Вообще-то мать была права. Он сам видел, как в гастрономе орудовали какие-то темные личности и мрачные типы. Все накладывали в сумки и мешки банки консервов, печенье, сыпали крупу, заворачивали в бумагу и тряпки груды селедок. На полу магазина хрустел сахарный песок, около бакалейного отдела растеклась лужа подсолнечного масла. Люди толкались, хватали что попадалось под руку и выносили, не боясь никого, на улицу. Из обувного магазина тащили ботинки и туфли, некоторые несли по двадцать, наверное, коробок. Вообще тогда на улицах все таскались с вещами, одни уходили от немцев со своими, другие, оставаясь, старались набрать побольше чужого.

Милиции во всем городе почти не было. Милиция ловила за городом диверсантов и парашютистов, войска проходили по магистральным улицам, и войскам, конечно, было не до магазинов.

И все-таки он не мог уйти с матерью. Все из десятых оставались, а он ушел бы!

— Нет, — ответил он матери. — Поезжай сама. Обо мне не беспокойся. Куда писать?

Мать приподняла крышку его подсумка, посмотрела на патроны, заплакала и опустила крышку.

— Может, все-таки поедешь? Какой из тебя красноармеец!

И тут мать была права. Солдаты из них тогда были никудышные. Все они умели стрелять, в эту весну в десятых ребята изучали даже ручной пулемет, а девушки — как оказывать помощь раненым или отравленным газами. Разок они даже постреляли из пулемета, но они и понятия не имели, что такое война.
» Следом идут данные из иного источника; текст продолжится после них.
//! Data models for Notepad

mod category;
mod id;
mod note;
mod settings;
mod tag;

pub use category::{Category, CategoryId, DEFAULT_CATEGORY_NAME};
pub use note::{Note, NoteId, NoteImage};
pub use settings::{SettingValue, SettingsMap};
pub use tag::{Tag, TagId};
//! Database layer for Notepad

mod connection;
mod migrations;
mod slot_repository;

pub use connection::Database;
pub use slot_repository::{LibSqlSlotRepository, MemorySlotRepository, SlotRepository};

#[cfg(test)]
pub(crate) use slot_repository::FailingSlotRepository;
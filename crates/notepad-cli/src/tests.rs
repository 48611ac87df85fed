use chrono::{Duration, Utc};
use notepad_core::db::{MemorySlotRepository, SlotRepository};
use notepad_core::reminder::{
    AuthorizationStatus, InMemoryNotificationCenter, NotificationCenter, ReminderScheduler,
    SlotNotificationCenter,
};
use notepad_core::store::NoteStore;
use notepad_core::{Note, Notebook, SettingValue};
use pretty_assertions::assert_eq;

use crate::commands::category::{category_list_items, run_category_create, run_category_delete};
use crate::commands::common::{
    format_relative_time, format_timestamp, list_notes, normalize_content,
    normalize_note_identifier, note_preview, parse_reminder_time, resolve_note,
};
use crate::commands::image::{run_image_add, run_image_remove};
use crate::commands::note::{run_add, run_delete, run_edit, run_pin};
use crate::commands::remind::{run_remind_clear, run_remind_due, run_remind_set};
use crate::commands::settings::{run_settings_get, run_settings_set, run_settings_unset};
use crate::commands::tag::{
    run_tag_add, run_tag_create, run_tag_delete, run_tag_remove, tag_list_items,
};
use crate::error::CliError;

type TestNotebook = Notebook<MemorySlotRepository, InMemoryNotificationCenter>;

async fn test_notebook() -> TestNotebook {
    Notebook::open(
        NoteStore::new(MemorySlotRepository::new()),
        ReminderScheduler::new(InMemoryNotificationCenter::authorized()),
    )
    .await
    .unwrap()
}

async fn add<S, N>(notebook: &mut Notebook<S, N>, title: &str, content: &str) -> Note
where
    S: SlotRepository,
    N: NotificationCenter,
{
    notebook.create_note(title, content, None).await.unwrap()
}

#[test]
fn normalize_content_trims_and_rejects_empty() {
    assert_eq!(normalize_content("  hello  "), Some("hello".to_string()));
    assert_eq!(normalize_content(" \n\t "), None);
}

#[test]
fn normalize_note_identifier_rejects_blank() {
    assert_eq!(normalize_note_identifier(" abc ").unwrap(), "abc");
    assert!(matches!(
        normalize_note_identifier("   "),
        Err(CliError::EmptyNoteId)
    ));
}

#[test]
fn format_relative_time_units() {
    let now = 10_000_000;
    assert_eq!(format_relative_time(now - 30_000, now), "just now");
    assert_eq!(format_relative_time(now - 120_000, now), "2m ago");
    assert_eq!(format_relative_time(now - 2 * 60 * 60_000, now), "2h ago");
}

#[test]
fn note_preview_prefers_title_and_truncates() {
    let titled = Note::new("Groceries", "milk\neggs");
    assert_eq!(note_preview(&titled, 40), "Groceries");

    let untitled = Note::new("", "This is a very long sentence that should be shortened");
    assert_eq!(note_preview(&untitled, 20), "This is a very lo...");
}

#[test]
fn parse_reminder_time_accepts_rfc3339() {
    assert_eq!(
        parse_reminder_time("2030-01-01T09:30:00Z").unwrap(),
        1_893_490_200_000
    );
}

#[test]
fn parse_reminder_time_local_round_trip() {
    let at = parse_reminder_time("2030-06-15 14:45").unwrap();
    assert_eq!(format_timestamp(at), "2030-06-15 14:45");
}

#[test]
fn parse_reminder_time_rejects_garbage() {
    assert!(matches!(
        parse_reminder_time("tomorrow-ish"),
        Err(CliError::InvalidReminderTime(_))
    ));
}

#[tokio::test(flavor = "multi_thread")]
async fn add_uses_default_or_named_category() {
    let mut notebook = test_notebook().await;
    let work = run_category_create(&mut notebook, "Work").await.unwrap();

    let plain = add(&mut notebook, "Plain", "").await;
    let filed = run_add(&mut notebook, "Filed", Some("Work"), &["body".to_string()])
        .await
        .unwrap();

    assert_eq!(
        plain.category_id.as_ref(),
        Some(&notebook.default_category().id)
    );
    assert_eq!(filed.category_id, Some(work.id));
    assert_eq!(filed.content, "body");
}

#[tokio::test(flavor = "multi_thread")]
async fn add_rejects_unknown_category() {
    let mut notebook = test_notebook().await;
    assert!(matches!(
        run_add(&mut notebook, "x", Some("Nope"), &["y".to_string()]).await,
        Err(CliError::CategoryNotFound(_))
    ));
    assert!(notebook.notes().is_empty());
}

#[tokio::test(flavor = "multi_thread")]
async fn resolve_note_supports_exact_and_prefix_id() {
    let mut notebook = test_notebook().await;
    let note = add(&mut notebook, "Only", "").await;
    let id = note.id.as_str();

    assert_eq!(resolve_note(id, &notebook).unwrap(), note.id);
    assert_eq!(resolve_note(&id[..id.len() - 1], &notebook).unwrap(), note.id);
}

#[tokio::test(flavor = "multi_thread")]
async fn resolve_note_rejects_ambiguous_prefix() {
    let mut notebook = test_notebook().await;
    let first = add(&mut notebook, "First", "").await;
    add(&mut notebook, "Second", "").await;

    let prefix = &first.id.as_str()[..1];
    let error = resolve_note(prefix, &notebook).unwrap_err();
    assert!(matches!(error, CliError::AmbiguousNoteId(_)));
}

#[tokio::test(flavor = "multi_thread")]
async fn resolve_note_rejects_missing_note() {
    let notebook = test_notebook().await;
    assert!(matches!(
        resolve_note("missing", &notebook),
        Err(CliError::NoteNotFound(_))
    ));
}

#[tokio::test(flavor = "multi_thread")]
async fn list_notes_filters_by_tag_search_and_limit() {
    let mut notebook = test_notebook().await;
    let meeting = add(&mut notebook, "Meeting", "budget").await;
    add(&mut notebook, "Shopping", "milk").await;
    add(&mut notebook, "Gym", "legs").await;
    run_tag_create(&mut notebook, "urgent").await.unwrap();
    run_tag_add(&mut notebook, meeting.id.as_str(), "urgent")
        .await
        .unwrap();

    let tagged = list_notes(&notebook, None, Some("urgent"), None, None).unwrap();
    assert_eq!(tagged.len(), 1);
    assert_eq!(tagged[0].id, meeting.id);

    let by_tag_name = list_notes(&notebook, None, None, Some("URG"), None).unwrap();
    assert_eq!(by_tag_name.len(), 1);

    let limited = list_notes(&notebook, None, None, None, Some(2)).unwrap();
    assert_eq!(limited.len(), 2);

    assert!(matches!(
        list_notes(&notebook, None, Some("ghost"), None, None),
        Err(CliError::TagNotFound(_))
    ));
}

#[tokio::test(flavor = "multi_thread")]
async fn list_notes_trims_search_argument() {
    let mut notebook = test_notebook().await;
    add(&mut notebook, "Meeting", "budget").await;
    add(&mut notebook, "Gym", "legs").await;

    let found = list_notes(&notebook, None, None, Some("  meet "), None).unwrap();
    assert_eq!(found.len(), 1);
    assert_eq!(found[0].title, "Meeting");

    let blank = list_notes(&notebook, None, None, Some("   "), None).unwrap();
    assert_eq!(blank.len(), 2);
}

#[tokio::test(flavor = "multi_thread")]
async fn list_notes_puts_pinned_first() {
    let mut notebook = test_notebook().await;
    let older = add(&mut notebook, "Older", "").await;
    add(&mut notebook, "Newer", "").await;
    run_pin(&mut notebook, older.id.as_str()).await.unwrap();

    let notes = list_notes(&notebook, None, None, None, None).unwrap();
    assert_eq!(notes[0].id, older.id);
    assert!(notes[0].is_pinned);
}

#[tokio::test(flavor = "multi_thread")]
async fn edit_updates_fields_and_category() {
    let mut notebook = test_notebook().await;
    let note = add(&mut notebook, "Draft", "old").await;
    run_category_create(&mut notebook, "Work").await.unwrap();

    let edited = run_edit(
        &mut notebook,
        note.id.as_str(),
        Some("Final".to_string()),
        Some("new".to_string()),
        Some("Work"),
        false,
    )
    .await
    .unwrap();
    assert_eq!(edited.title, "Final");
    assert_eq!(edited.content, "new");
    assert!(edited.updated_at >= note.updated_at);

    let detached = run_edit(&mut notebook, note.id.as_str(), None, None, None, true)
        .await
        .unwrap();
    assert_eq!(detached.category_id, None);

    assert!(matches!(
        run_edit(&mut notebook, note.id.as_str(), None, None, None, false).await,
        Err(CliError::NothingToEdit)
    ));
}

#[tokio::test(flavor = "multi_thread")]
async fn delete_removes_note_by_prefix() {
    let mut notebook = test_notebook().await;
    let note = add(&mut notebook, "Gone", "").await;
    let prefix = &note.id.as_str()[..note.id.as_str().len() - 2];

    run_delete(&mut notebook, prefix).await.unwrap();

    assert!(notebook.notes().is_empty());
    assert!(matches!(
        run_delete(&mut notebook, note.id.as_str()).await,
        Err(CliError::NoteNotFound(_))
    ));
}

#[tokio::test(flavor = "multi_thread")]
async fn image_add_and_remove_keep_pairs_aligned() {
    let dir = tempfile::tempdir().unwrap();
    let first = dir.path().join("first.png");
    let second = dir.path().join("second.png");
    std::fs::write(&first, [1_u8, 2, 3]).unwrap();
    std::fs::write(&second, [9_u8]).unwrap();

    let mut notebook = test_notebook().await;
    let note = add(&mut notebook, "Photos", "").await;
    let id = note.id.as_str();

    run_image_add(&mut notebook, id, &first, "front").await.unwrap();
    run_image_add(&mut notebook, id, &second, "back").await.unwrap();
    let note = run_image_remove(&mut notebook, id, 0).await.unwrap();

    assert_eq!(note.images.len(), 1);
    assert_eq!(note.images[0].data, vec![9_u8]);
    assert_eq!(note.images[0].description, "back");

    assert!(matches!(
        run_image_remove(&mut notebook, id, 5).await,
        Err(CliError::ImageIndexOutOfRange(5))
    ));
}

#[tokio::test(flavor = "multi_thread")]
async fn tag_delete_refused_while_in_use() {
    let mut notebook = test_notebook().await;
    let note = add(&mut notebook, "Taxes", "").await;
    run_tag_create(&mut notebook, "finance").await.unwrap();
    run_tag_add(&mut notebook, note.id.as_str(), "finance")
        .await
        .unwrap();

    let items = tag_list_items(&notebook);
    assert_eq!(items.len(), 1);
    assert_eq!(items[0].notes, 1);

    assert!(matches!(
        run_tag_delete(&mut notebook, "finance").await,
        Err(CliError::Core(notepad_core::Error::InUse(_, 1)))
    ));

    run_tag_remove(&mut notebook, note.id.as_str(), "finance")
        .await
        .unwrap();
    run_tag_delete(&mut notebook, "finance").await.unwrap();
    assert!(notebook.tags().is_empty());
}

#[tokio::test(flavor = "multi_thread")]
async fn category_delete_refused_while_in_use() {
    let mut notebook = test_notebook().await;
    run_category_create(&mut notebook, "Home").await.unwrap();
    let note = run_add(&mut notebook, "Plumber", Some("Home"), &["leak".to_string()])
        .await
        .unwrap();

    assert!(matches!(
        run_category_delete(&mut notebook, "Home").await,
        Err(CliError::Core(notepad_core::Error::InUse(_, 1)))
    ));

    run_delete(&mut notebook, note.id.as_str()).await.unwrap();
    run_category_delete(&mut notebook, "Home").await.unwrap();

    let items = category_list_items(&notebook);
    assert_eq!(items.len(), 1);
    assert!(items[0].is_default);
}

#[tokio::test(flavor = "multi_thread")]
async fn remind_set_and_clear() {
    let mut notebook = test_notebook().await;
    let note = add(&mut notebook, "Dentist", "").await;

    let reminded = run_remind_set(&mut notebook, note.id.as_str(), "2030-01-01T09:30:45Z")
        .await
        .unwrap();
    assert!(reminded.is_reminder_active());
    assert_eq!(notebook.pending_reminders().await.unwrap().len(), 1);

    let cleared = run_remind_clear(&mut notebook, note.id.as_str())
        .await
        .unwrap();
    assert_eq!(cleared.reminder, None);
    assert!(notebook.pending_reminders().await.unwrap().is_empty());
}

#[tokio::test(flavor = "multi_thread")]
async fn remind_set_with_denied_permission_rolls_back() {
    let mut notebook = Notebook::open(
        NoteStore::new(MemorySlotRepository::new()),
        ReminderScheduler::new(InMemoryNotificationCenter::denying()),
    )
    .await
    .unwrap();
    let note = run_add(&mut notebook, "Dentist", None, &["x".to_string()])
        .await
        .unwrap();

    let error = run_remind_set(&mut notebook, note.id.as_str(), "2030-01-01T09:30:00Z")
        .await
        .unwrap_err();
    assert!(matches!(error, CliError::Core(notepad_core::Error::Reminder(_))));
    assert!(!notebook.note(&note.id).unwrap().is_reminder_active());
}

#[tokio::test(flavor = "multi_thread")]
async fn remind_due_dequeues_past_reminders() {
    let slots = MemorySlotRepository::new();
    let center = SlotNotificationCenter::new(slots.clone(), AuthorizationStatus::NotDetermined);
    let mut notebook = Notebook::open(NoteStore::new(slots), ReminderScheduler::new(center))
        .await
        .unwrap();

    let past = add(&mut notebook, "Past", "").await;
    let future = add(&mut notebook, "Future", "").await;
    let past_at = (Utc::now() - Duration::hours(1)).to_rfc3339();
    let future_at = (Utc::now() + Duration::days(1)).to_rfc3339();
    run_remind_set(&mut notebook, past.id.as_str(), &past_at)
        .await
        .unwrap();
    run_remind_set(&mut notebook, future.id.as_str(), &future_at)
        .await
        .unwrap();

    let due = run_remind_due(&notebook).await.unwrap();
    assert_eq!(due.len(), 1);
    assert_eq!(due[0].body, "Past");

    let pending = notebook.pending_reminders().await.unwrap();
    assert_eq!(pending.len(), 1);
    assert_eq!(pending[0].body, "Future");
}

#[tokio::test(flavor = "multi_thread")]
async fn settings_set_get_unset() {
    let mut notebook = test_notebook().await;

    let value = run_settings_set(&mut notebook, "font_size", "14").await.unwrap();
    assert_eq!(value, SettingValue::Integer(14));
    assert_eq!(
        run_settings_get(&notebook, "font_size").unwrap(),
        SettingValue::Integer(14)
    );

    run_settings_unset(&mut notebook, "font_size").await.unwrap();
    assert!(matches!(
        run_settings_get(&notebook, "font_size"),
        Err(CliError::SettingNotFound(_))
    ));
    assert!(matches!(
        run_settings_set(&mut notebook, " ", "x").await,
        Err(CliError::EmptySettingKey)
    ));
}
Война оказалась не как в кино: атака, «ура!», немцы бегут, и каждый из наших герой.

Мать все уговаривала и уговаривала его, и ему едва удалось уговорить ее уйти. Мать знала, о чем плакать. Его отряд — в отряде были, кроме них, несколько милиционеров, рабочие, весь их райком комсомола — в первом же бою немцы перестреляли наполовину. Тогда немцам было легко — у немцев были минометы, танки, а у них винтовки, наганы и гранаты.

Матери с того дня он не видел. Легкораненый, он попал в медсанбат корпуса, был направлен в бригаду, и теперь считался одним из старослужащих в ней. Мать уехала в Калининскую область, через знакомых он списался с ней, и теперь, если повезет дальше, он прикатит к ней в отпуск.

Он достал документы, перечитал их, спрятал в карман и решил не ехать в бригаду, а дождаться вечера здесь.

Ужин он подшиб у зенитчиков, в двадцать ноль-ноль был у штаба и протолкался у виллисов, пока его не позвали.

— Держи! — сказал штабной старшина и сунул ему под ноги чемодан. — Тебе, тебе, фефёла. Отпускной паек. Генеральский, учти мою доброту!

Щедрых старшин не бывает, он знал точно, и этот трофейный чемоданчик под кожу, приличного размера и веса, он взял как должное: старшина выполнял приказ, а насчет доброты просто заливал.